Nick SignorelliSenior Writer IMay 5, 2009

TAMPA, FL - JANUARY 30:  The Vince Lombardi Trophy is seen during the NFC Head coach press conference prior to Super Bowl XLIII held at the Tampa Convention Center on January 30, 2009 in Tampa, Florida.  (Photo by Chris Graythen/Getty Images)

The NFC dominated the Super Bowls from XIX—when Joe Montana and the San Francisco 49ers beat second year pro Dan Marino, until XXXI—when a young Brett Favre beat the New England Patriots.

Since then, the AFC has been the king of the hill all but three times.  That is nine out of the last 12 years.

In those three games, St. Louis (Greatest Show on Turf) beat the Tennessee Titans, Tampa Bay beat the Oakland Raiders (Tampa Coach Jon Gruden knew every play that was going to be called), and the New York Giants defeated the then undefeated New England Patriots (second greatest upset in the history of the Super Bowl).

Of the Super Bowls won by the AFC, New England captured three, Pittsburgh took two, and Indianapolis won one.  Those six were all in the last seven years, and the Patriots took an undefeated record into that one off game.

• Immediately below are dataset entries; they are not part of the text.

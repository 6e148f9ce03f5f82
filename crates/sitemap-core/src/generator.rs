//! Document generation.

use serde::Serialize;
use sitemap_config::APP_URL_KEY;

use crate::entry::{Entry, SitemapRef};
use crate::error::SitemapError;
use crate::format::Format;
use crate::response::SitemapResponse;
use crate::{Sitemap, cache_gate, partition};

/// A rendered sitemap document.
#[derive(Debug, Clone, PartialEq, Eq)]
pub struct Document {
    /// Document markup.
    pub content: String,
    /// `Content-Type` header value (e.g. `text/xml; charset=utf-8`).
    pub content_type: String,
}

/// Title and link of the sitemap, for feed and HTML formats.
#[derive(Debug, Serialize)]
struct Channel<'a> {
    title: &'a str,
    link: &'a str,
}

/// Variables handed to the template.
#[derive(Serialize)]
struct RenderContext<'a> {
    #[serde(skip_serializing_if = "Option::is_none")]
    items: Option<&'a [Entry]>,
    #[serde(skip_serializing_if = "Option::is_none")]
    sitemaps: Option<&'a [SitemapRef]>,
    #[serde(skip_serializing_if = "Option::is_none")]
    channel: Option<Channel<'a>>,
    style: Option<&'a str>,
}

impl Sitemap {
    /// Render the collection as a single `format` document.
    ///
    /// Collections above the applicable ceiling are truncated, never split.
    /// With caching enabled the first call snapshots the collection and later
    /// calls render the snapshot instead.
    ///
    /// `style` replaces the stylesheet lookup while styles are enabled.
    pub fn generate(&mut self, format: &str, style: Option<&str>) -> Result<Document, SitemapError> {
        let format = Format::parse(format);

        // Snapshots hold the uncapped collection; the cap is per format.
        cache_gate::apply(self.cache.as_ref(), &mut self.model, &format)?;

        if let Some(limit) = partition::cap(
            self.model.items.len(),
            &format,
            self.model.options.max_size,
        ) {
            tracing::debug!(%format, limit, count = self.model.items.len(), "truncating items");
            self.model.limit_size(limit);
        }

        self.resolve_channel();
        self.render_document(&format, style, &self.model.items, &self.model.sitemaps)
    }

    /// [`Sitemap::generate`] wrapped in an HTTP response.
    pub fn render(
        &mut self,
        format: &str,
        style: Option<&str>,
    ) -> Result<SitemapResponse, SitemapError> {
        let document = self.generate(format, style)?;
        Ok(SitemapResponse::ok(document))
    }

    /// Fill in the default link and title.
    ///
    /// The link defaults to the configured site URL, the title to
    /// `Sitemap for {link}`.
    pub(crate) fn resolve_channel(&mut self) {
        if self.model.link.as_deref().is_none_or(str::is_empty) {
            self.model.link = self.config.get(APP_URL_KEY);
        }
        if self.model.title.as_deref().is_none_or(str::is_empty) {
            let link = self.model.link.as_deref().unwrap_or_default();
            self.model.title = Some(format!("Sitemap for {link}"));
        }
    }

    /// Render `items` or `sitemaps` as one `format` document.
    ///
    /// No truncation or caching happens here. Call
    /// [`Sitemap::resolve_channel`] first.
    pub(crate) fn render_document(
        &self,
        format: &Format,
        style: Option<&str>,
        items: &[Entry],
        sitemaps: &[SitemapRef],
    ) -> Result<Document, SitemapError> {
        let style = self.resolve_style(format, style);

        let context = RenderContext {
            items: (!format.is_index()).then_some(items),
            sitemaps: format.is_index().then_some(sitemaps),
            channel: format.has_channel().then(|| Channel {
                title: self.model.title.as_deref().unwrap_or_default(),
                link: self.model.link.as_deref().unwrap_or_default(),
            }),
            style: style.as_deref(),
        };
        let context = serde_json::to_value(&context)?;

        let content = self.renderer.render(format.template_name(), &context)?;
        Ok(Document {
            content,
            content_type: format.content_type_header(),
        })
    }

    /// Stylesheet href for `format`, if styles are enabled and one exists.
    ///
    /// A caller-supplied `style` is used as is. Otherwise the stylesheet is
    /// `{styles_location}{format}.xsl`, looked up below the public directory.
    /// The override wins over the lookup even when no stylesheet exists
    /// under `styles_location`; only `use_styles = false` discards it.
    fn resolve_style(&self, format: &Format, style: Option<&str>) -> Option<String> {
        if !self.model.options.use_styles {
            return None;
        }
        if let Some(style) = style {
            return Some(style.to_owned());
        }

        let location = self.model.options.styles_location.as_deref()?;
        let href = format!("{location}{format}.xsl");
        let file = self.public_dir.join(href.trim_start_matches('/'));
        if self.storage.exists(&file) {
            Some(href)
        } else {
            tracing::debug!(path = %file.display(), "no stylesheet");
            None
        }
    }
}
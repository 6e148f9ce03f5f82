//! Partitioning of oversized collections.
//!
//! A custom `max_size` wins over the format ceiling whenever the item count
//! exceeds it. Above the applicable ceiling the collection is either
//! truncated (`use_limit_size`) or split into equal chunks plus an index.

use crate::format::Format;

/// How a collection of a given size is written out.
#[derive(Debug, Clone, Copy, PartialEq, Eq)]
pub enum Plan {
    /// One document with every item.
    Single,
    /// One document with only the first `n` items.
    Truncate(usize),
    /// Chunk documents of at most `chunk_size` items, plus an index.
    Split { chunk_size: usize },
}

/// Decide how `count` items of `format` are written.
///
/// Index documents are never partitioned. A `max_size` of zero counts as
/// unset.
#[must_use]
pub fn plan(count: usize, format: &Format, max_size: Option<usize>, use_limit_size: bool) -> Plan {
    if format.is_index() {
        return Plan::Single;
    }

    let ceiling = match max_size.filter(|max| *max > 0) {
        Some(max) if count > max => max,
        _ => format.ceiling(),
    };

    if count <= ceiling {
        Plan::Single
    } else if use_limit_size {
        Plan::Truncate(ceiling)
    } else {
        Plan::Split {
            chunk_size: ceiling,
        }
    }
}

/// Item count a single rendered document is capped at, if `count` exceeds
/// the applicable ceiling.
#[must_use]
pub fn cap(count: usize, format: &Format, max_size: Option<usize>) -> Option<usize> {
    match plan(count, format, max_size, true) {
        Plan::Truncate(n) => Some(n),
        Plan::Single | Plan::Split { .. } => None,
    }
}

/// Base filename of chunk `index` (`sitemap` -> `sitemap-0`).
#[must_use]
pub fn chunk_name(filename: &str, index: usize) -> String {
    format!("{filename}-{index}")
}

/// Split `items` into consecutive chunks of at most `chunk_size`, keeping
/// order.
pub(crate) fn split<T>(items: Vec<T>, chunk_size: usize) -> Vec<Vec<T>> {
    let chunk_size = chunk_size.max(1);
    let mut chunks = Vec::with_capacity(items.len().div_ceil(chunk_size));
    let mut rest = items.into_iter().peekable();
    while rest.peek().is_some() {
        chunks.push(rest.by_ref().take(chunk_size).collect());
    }
    chunks
}

#[cfg(test)]
mod tests {
    use super::*;
    use pretty_assertions::assert_eq;

    #[test]
    fn test_within_ceiling_is_single() {
        assert_eq!(plan(50_000, &Format::Xml, None, false), Plan::Single);
        assert_eq!(plan(1000, &Format::GoogleNews, None, false), Plan::Single);
        assert_eq!(plan(0, &Format::Txt, None, false), Plan::Single);
    }

    #[test]
    fn test_builtin_ceiling() {
        assert_eq!(
            plan(50_001, &Format::Xml, None, false),
            Plan::Split { chunk_size: 50_000 }
        );
        assert_eq!(
            plan(1001, &Format::GoogleNews, None, false),
            Plan::Split { chunk_size: 1000 }
        );
        assert_eq!(plan(1001, &Format::GoogleNews, None, true), Plan::Truncate(1000));
        assert_eq!(plan(1001, &Format::Html, None, true), Plan::Single);
    }

    #[test]
    fn test_max_size_wins_over_ceiling() {
        assert_eq!(
            plan(11, &Format::Xml, Some(5), false),
            Plan::Split { chunk_size: 5 }
        );
        assert_eq!(plan(11, &Format::GoogleNews, Some(5), true), Plan::Truncate(5));
        assert_eq!(
            plan(2000, &Format::GoogleNews, Some(1500), false),
            Plan::Split { chunk_size: 1500 }
        );
    }

    #[test]
    fn test_max_size_not_exceeded_falls_back_to_ceiling() {
        assert_eq!(
            plan(60_000, &Format::Xml, Some(100_000), false),
            Plan::Split { chunk_size: 50_000 }
        );
        assert_eq!(plan(5, &Format::Xml, Some(5), false), Plan::Single);
    }

    #[test]
    fn test_zero_max_size_is_unset() {
        assert_eq!(plan(10, &Format::Xml, Some(0), false), Plan::Single);
    }

    #[test]
    fn test_index_never_partitioned() {
        assert_eq!(plan(60_000, &Format::SitemapIndex, Some(5), false), Plan::Single);
        assert_eq!(cap(60_000, &Format::SitemapIndex, None), None);
    }

    #[test]
    fn test_cap() {
        assert_eq!(cap(120_001, &Format::Xml, None), Some(50_000));
        assert_eq!(cap(1500, &Format::GoogleNews, None), Some(1000));
        assert_eq!(cap(30, &Format::Xml, Some(10)), Some(10));
        assert_eq!(cap(10, &Format::Xml, Some(10)), None);
    }

    #[test]
    fn test_chunk_name() {
        assert_eq!(chunk_name("sitemap", 0), "sitemap-0");
        assert_eq!(chunk_name("sitemap-1", 2), "sitemap-1-2");
    }

    #[test]
    fn test_split_preserves_order() {
        let chunks = split((0..11).collect(), 5);

        assert_eq!(chunks, vec![vec![0, 1, 2, 3, 4], vec![5, 6, 7, 8, 9], vec![10]]);
    }

    #[test]
    fn test_split_empty() {
        assert!(split(Vec::<u8>::new(), 5).is_empty());
    }
}
//! In-memory collection of entries and sub-sitemap references.

use std::time::Duration;

use sitemap_config::SitemapConfig;

use crate::entry::{Entry, EntryParams, SitemapRef};
use crate::escape::escape_entry;

/// Entries, sub-sitemap references and generation options of one engine.
#[derive(Debug, Clone, Default)]
pub struct Model {
    pub(crate) items: Vec<Entry>,
    pub(crate) sitemaps: Vec<SitemapRef>,
    pub(crate) title: Option<String>,
    pub(crate) link: Option<String>,
    pub(crate) options: SitemapConfig,
}

impl Model {
    /// Create an empty model with `options`.
    #[must_use]
    pub fn new(options: SitemapConfig) -> Self {
        let mut model = Self {
            options,
            ..Self::default()
        };
        // Normalize a zero ceiling loaded from elsewhere
        model.set_max_size(model.options.max_size);
        model
    }

    /// Append an entry built from `params`.
    ///
    /// Text fields are escaped when escaping is enabled.
    pub fn add(&mut self, params: EntryParams) {
        let entry = Entry::from_params(params);
        let entry = if self.options.escaping {
            escape_entry(entry)
        } else {
            entry
        };
        self.items.push(entry);
    }

    /// Append one entry per element of `params`, in order.
    pub fn add_many(&mut self, params: impl IntoIterator<Item = EntryParams>) {
        for p in params {
            self.add(p);
        }
    }

    /// Append a sub-sitemap reference.
    pub fn add_sitemap(&mut self, location: impl Into<String>, last_modified: Option<String>) {
        self.sitemaps.push(SitemapRef::new(location, last_modified));
    }

    /// Replace all entries. No escaping is applied.
    pub fn reset_items(&mut self, items: Vec<Entry>) {
        self.items = items;
    }

    /// Replace all sub-sitemap references.
    pub fn reset_sitemaps(&mut self, sitemaps: Vec<SitemapRef>) {
        self.sitemaps = sitemaps;
    }

    #[must_use]
    pub fn items(&self) -> &[Entry] {
        &self.items
    }

    #[must_use]
    pub fn sitemaps(&self) -> &[SitemapRef] {
        &self.sitemaps
    }

    /// Drop every entry after the first `n`.
    pub fn limit_size(&mut self, n: usize) {
        self.items.truncate(n);
    }

    #[must_use]
    pub fn options(&self) -> &SitemapConfig {
        &self.options
    }

    #[must_use]
    pub fn title(&self) -> Option<&str> {
        self.title.as_deref()
    }

    pub fn set_title(&mut self, title: impl Into<String>) {
        self.title = Some(title.into());
    }

    #[must_use]
    pub fn link(&self) -> Option<&str> {
        self.link.as_deref()
    }

    pub fn set_link(&mut self, link: impl Into<String>) {
        self.link = Some(link.into());
    }

    pub fn set_use_cache(&mut self, use_cache: bool) {
        self.options.use_cache = use_cache;
    }

    pub fn set_cache_key(&mut self, key: impl Into<String>) {
        self.options.cache_key = key.into();
    }

    pub fn set_cache_duration(&mut self, duration: Duration) {
        self.options.cache_duration = duration.as_secs();
    }

    pub fn set_escaping(&mut self, escaping: bool) {
        self.options.escaping = escaping;
    }

    pub fn set_use_limit_size(&mut self, use_limit_size: bool) {
        self.options.use_limit_size = use_limit_size;
    }

    /// Set the custom item ceiling. `Some(0)` clears it.
    pub fn set_max_size(&mut self, max_size: Option<usize>) {
        self.options.max_size = max_size.filter(|max| *max > 0);
    }

    pub fn set_use_styles(&mut self, use_styles: bool) {
        self.options.use_styles = use_styles;
    }

    pub fn set_styles_location(&mut self, location: Option<String>) {
        self.options.styles_location = location;
    }

    pub fn set_use_gzip(&mut self, use_gzip: bool) {
        self.options.use_gzip = use_gzip;
    }

    pub fn set_testing(&mut self, testing: bool) {
        self.options.testing = testing;
    }
}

The point I am making is, the Patriots, Steelers, and Colts have been the ones hoisting the trophy almost exclusively.

This season looks to be more of the same.

The New England Patriots

One season removed from an almost campaign, the Pats lost future Hall of Famer Tom Brady during the first half of the first game last year.  Brady will be back under center, and the Pats should end their one season playoff drought.

Pittsburgh Steelers

The current Super Bowl Champs return all but two of their starters from last year.  Not signing any free agents from other teams, the Steelers have done what they do best—draft.

Normally when you win your division you have a harder schedule than the year before.  With the Colts and Pats both finishing second in their respective divisions last year, the Steelers will not play either of them until the playoffs.  After last year's toughest schedule in 20 years, it is a deserved break for the champs.

Indianapolis Colts

Peyton Manning returns with almost the same team from last year, this time with an attitude, after losing the division to the Titans last year.

Gone is sure handed, but slowed down Marvin Harrison, but that doesn't matter.  Manning could throw to four guys from the stands and have 4,000 passing yards in a season.

Sure, there are teams that have improved.  The Jets, Ravens, Dolphins, and Chargers are all hoping to make it to the Super Bowl in Miami next year. 

But, if history predicts the future, you can almost count on either the Pats, Colts, or Steelers hoisting the Lombardi once again.